En sens contraire, l'Apôtre écrit (2 Corinthiens 12.2) « je connais un homme dans le Christ qui a été ravi jusqu'au troisième ciel », et la Glose explique : « Ravi, c'est-à-dire élevé contrairement à la nature. »
Réponse
Le ravissement, on vient de le dire, implique une certaine violence. Or Aristote nomme « violent, ce dont le principe est extérieur, à condition que ce qui souffre violence n'y apporte aucun concours ». Mais tout être apporte son concours à ce qui est dans le sens de son inclination propre, que cette inclination soit volontaire ou naturelle. Celui qui est ravi par une puissance extérieure doit donc être ravi autrement que dans le sens de son inclination. Cela est possible de deux manières. 1° Par rapport au but de l'inclination ; par exemple si la pierre qui a pour inclination naturelle de tomber en bas est projetée en haut. 2° Par rapport au mode d'attrait, par exemple si la pierre est projetée en bas avec un mouvement plus rapide que celui qui lui est naturel.

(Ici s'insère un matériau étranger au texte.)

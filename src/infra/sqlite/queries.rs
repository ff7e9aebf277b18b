use std::path::Path;

use anyhow::{Context, Result};
use rusqlite::params;

use crate::domain::entities::elemento::{
    Analise, AnaliseId, Elemento, ElementoId, Procedimento, ProcedimentoId,
};
use crate::infra::sqlite::schema::{init_db, open_connection};
use crate::usecase::ports::repo::{ElementoUpdate, NovoElemento};

pub fn listar_analises(db_path: &Path) -> Result<Vec<Analise>> {
    init_db(db_path)?;
    let conn = open_connection(db_path)?;
    let mut stmt = conn
        .prepare(
            "SELECT id, filename, created_at
             FROM analise
             ORDER BY created_at DESC, id DESC",
        )
        .context("failed to prepare analises query")?;

    let analises = stmt
        .query_map([], |row| {
            Ok(Analise {
                id: AnaliseId(row.get(0)?),
                filename: row.get(1)?,
                created_at: row.get(2)?,
            })
        })
        .context("failed to query analises")?
        .collect::<rusqlite::Result<Vec<_>>>()
        .context("failed to collect analises")?;

    Ok(analises)
}

pub fn criar_analise(db_path: &Path, filename: &str) -> Result<Analise> {
    init_db(db_path)?;
    let conn = open_connection(db_path)?;
    conn.execute(
        "INSERT INTO analise(filename) VALUES (?1)",
        params![filename],
    )
    .context("failed to insert analise")?;
    let id = conn.last_insert_rowid();

    conn.query_row(
        "SELECT id, filename, created_at FROM analise WHERE id = ?1",
        params![id],
        |row| {
            Ok(Analise {
                id: AnaliseId(row.get(0)?),
                filename: row.get(1)?,
                created_at: row.get(2)?,
            })
        },
    )
    .context("failed to read back created analise")
}

/// Elementos in insertion order with the gold-label name and minimum value
/// denormalized from the referenced Procedimento.
pub fn listar_elementos(db_path: &Path, analise_id: i64) -> Result<Vec<Elemento>> {
    let conn = open_connection(db_path)?;
    let mut stmt = conn
        .prepare(
            "SELECT el.id, el.analise_id, el.created_at, el.tipo, el.nome,
                    el.freq, el.custo_unit, el.custo_total, el.status,
                    el.valor_proposto, el.id_gold_label,
                    proc.nome, proc.valor_minimo
             FROM elemento el
             LEFT JOIN procedimento proc ON proc.id = el.id_gold_label
             WHERE el.analise_id = ?1
             ORDER BY el.id ASC",
        )
        .context("failed to prepare elementos query")?;

    let elementos = stmt
        .query_map([analise_id], |row| {
            Ok(Elemento {
                id: ElementoId(row.get(0)?),
                analise_id: AnaliseId(row.get(1)?),
                created_at: row.get(2)?,
                tipo: row.get(3)?,
                nome: row.get(4)?,
                freq: row.get(5)?,
                custo_unit: row.get(6)?,
                custo_total: row.get(7)?,
                status: row.get(8)?,
                valor_proposto: row.get(9)?,
                id_gold_label: row.get::<_, Option<i64>>(10)?.map(ProcedimentoId),
                gold_label_nome: row.get(11)?,
                gold_label_valor: row.get(12)?,
            })
        })
        .context("failed to query elementos")?
        .collect::<rusqlite::Result<Vec<_>>>()
        .context("failed to collect elementos")?;

    Ok(elementos)
}

pub fn inserir_elementos(
    db_path: &Path,
    analise_id: i64,
    elementos: &[NovoElemento],
) -> Result<i64> {
    let mut conn = open_connection(db_path)?;
    let tx = conn
        .transaction()
        .context("failed to start elemento insert transaction")?;

    let mut insert_stmt = tx
        .prepare(
            "INSERT INTO elemento(analise_id, tipo, nome, freq, custo_unit, custo_total, status)
             VALUES (?1, ?2, ?3, ?4, ?5, ?6, ?7)",
        )
        .context("failed to prepare elemento insert")?;

    for elemento in elementos {
        insert_stmt
            .execute(params![
                analise_id,
                elemento.tipo,
                elemento.nome,
                elemento.freq,
                elemento.custo_unit,
                elemento.custo_total,
                elemento.status,
            ])
            .context("failed to insert elemento")?;
    }
    drop(insert_stmt);

    tx.commit().context("failed to commit elemento inserts")?;
    Ok(elementos.len() as i64)
}

/// Single-column UPDATE per variant. The match is exhaustive over the
/// update union, so a new editable attribute cannot be forgotten here.
pub fn atualizar_elemento(db_path: &Path, id: i64, update: &ElementoUpdate) -> Result<()> {
    let conn = open_connection(db_path)?;
    let changed = match update {
        ElementoUpdate::Tipo(valor) => conn.execute(
            "UPDATE elemento SET tipo = ?1 WHERE id = ?2",
            params![valor, id],
        ),
        ElementoUpdate::Nome(valor) => conn.execute(
            "UPDATE elemento SET nome = ?1 WHERE id = ?2",
            params![valor, id],
        ),
        ElementoUpdate::Freq(valor) => conn.execute(
            "UPDATE elemento SET freq = ?1 WHERE id = ?2",
            params![valor, id],
        ),
        ElementoUpdate::CustoUnit(valor) => conn.execute(
            "UPDATE elemento SET custo_unit = ?1 WHERE id = ?2",
            params![valor, id],
        ),
        ElementoUpdate::CustoTotal(valor) => conn.execute(
            "UPDATE elemento SET custo_total = ?1 WHERE id = ?2",
            params![valor, id],
        ),
        ElementoUpdate::Status(valor) => conn.execute(
            "UPDATE elemento SET status = ?1 WHERE id = ?2",
            params![valor, id],
        ),
        ElementoUpdate::ValorProposto(valor) => conn.execute(
            "UPDATE elemento SET valor_proposto = ?1 WHERE id = ?2",
            params![valor, id],
        ),
        ElementoUpdate::GoldLabel(valor) => conn.execute(
            "UPDATE elemento SET id_gold_label = ?1 WHERE id = ?2",
            params![valor, id],
        ),
    }
    .with_context(|| format!("failed to update elemento #{id}"))?;

    if changed == 0 {
        anyhow::bail!("elemento #{id} not found");
    }
    Ok(())
}

pub fn listar_procedimentos(db_path: &Path) -> Result<Vec<Procedimento>> {
    init_db(db_path)?;
    let conn = open_connection(db_path)?;
    let mut stmt = conn
        .prepare(
            "SELECT id, nome, valor_minimo
             FROM procedimento
             ORDER BY nome ASC",
        )
        .context("failed to prepare procedimentos query")?;

    let procedimentos = stmt
        .query_map([], |row| {
            Ok(Procedimento {
                id: ProcedimentoId(row.get(0)?),
                nome: row.get(1)?,
                valor_minimo: row.get(2)?,
            })
        })
        .context("failed to query procedimentos")?
        .collect::<rusqlite::Result<Vec<_>>>()
        .context("failed to collect procedimentos")?;

    Ok(procedimentos)
}

pub fn cadastrar_procedimento(
    db_path: &Path,
    nome: &str,
    valor_minimo: Option<f64>,
) -> Result<i64> {
    init_db(db_path)?;
    let conn = open_connection(db_path)?;
    conn.execute(
        "INSERT INTO procedimento(nome, valor_minimo) VALUES (?1, ?2)",
        params![nome, valor_minimo],
    )
    .context("failed to insert procedimento")?;
    Ok(conn.last_insert_rowid())
}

L'âme humaine peut être ravie de ces deux manières vers ce qui est en dehors de sa nature. 1° Quant au terme du ravissement : par exemple lorsqu'elle est entraînée à subir des peines, selon cette parole du Psaume (Psaumes 50.22) « de peur qu'il entraîne sans que personne délivre ». 2° Quant au mode connaturel à l'homme, qui est de comprendre la vérité par les réalités sensibles ; c'est ainsi que, lorsque l'âme est abstraite des réalités sensibles, elle est dite ravie, même si elle est élevée à des réalités auxquelles elle est naturellement ordonnée ; mais il faut que ce soit en dehors de sa propre intention. C'est ainsi que, le sommeil étant naturel, on ne peut pas l'appeler un ravissement.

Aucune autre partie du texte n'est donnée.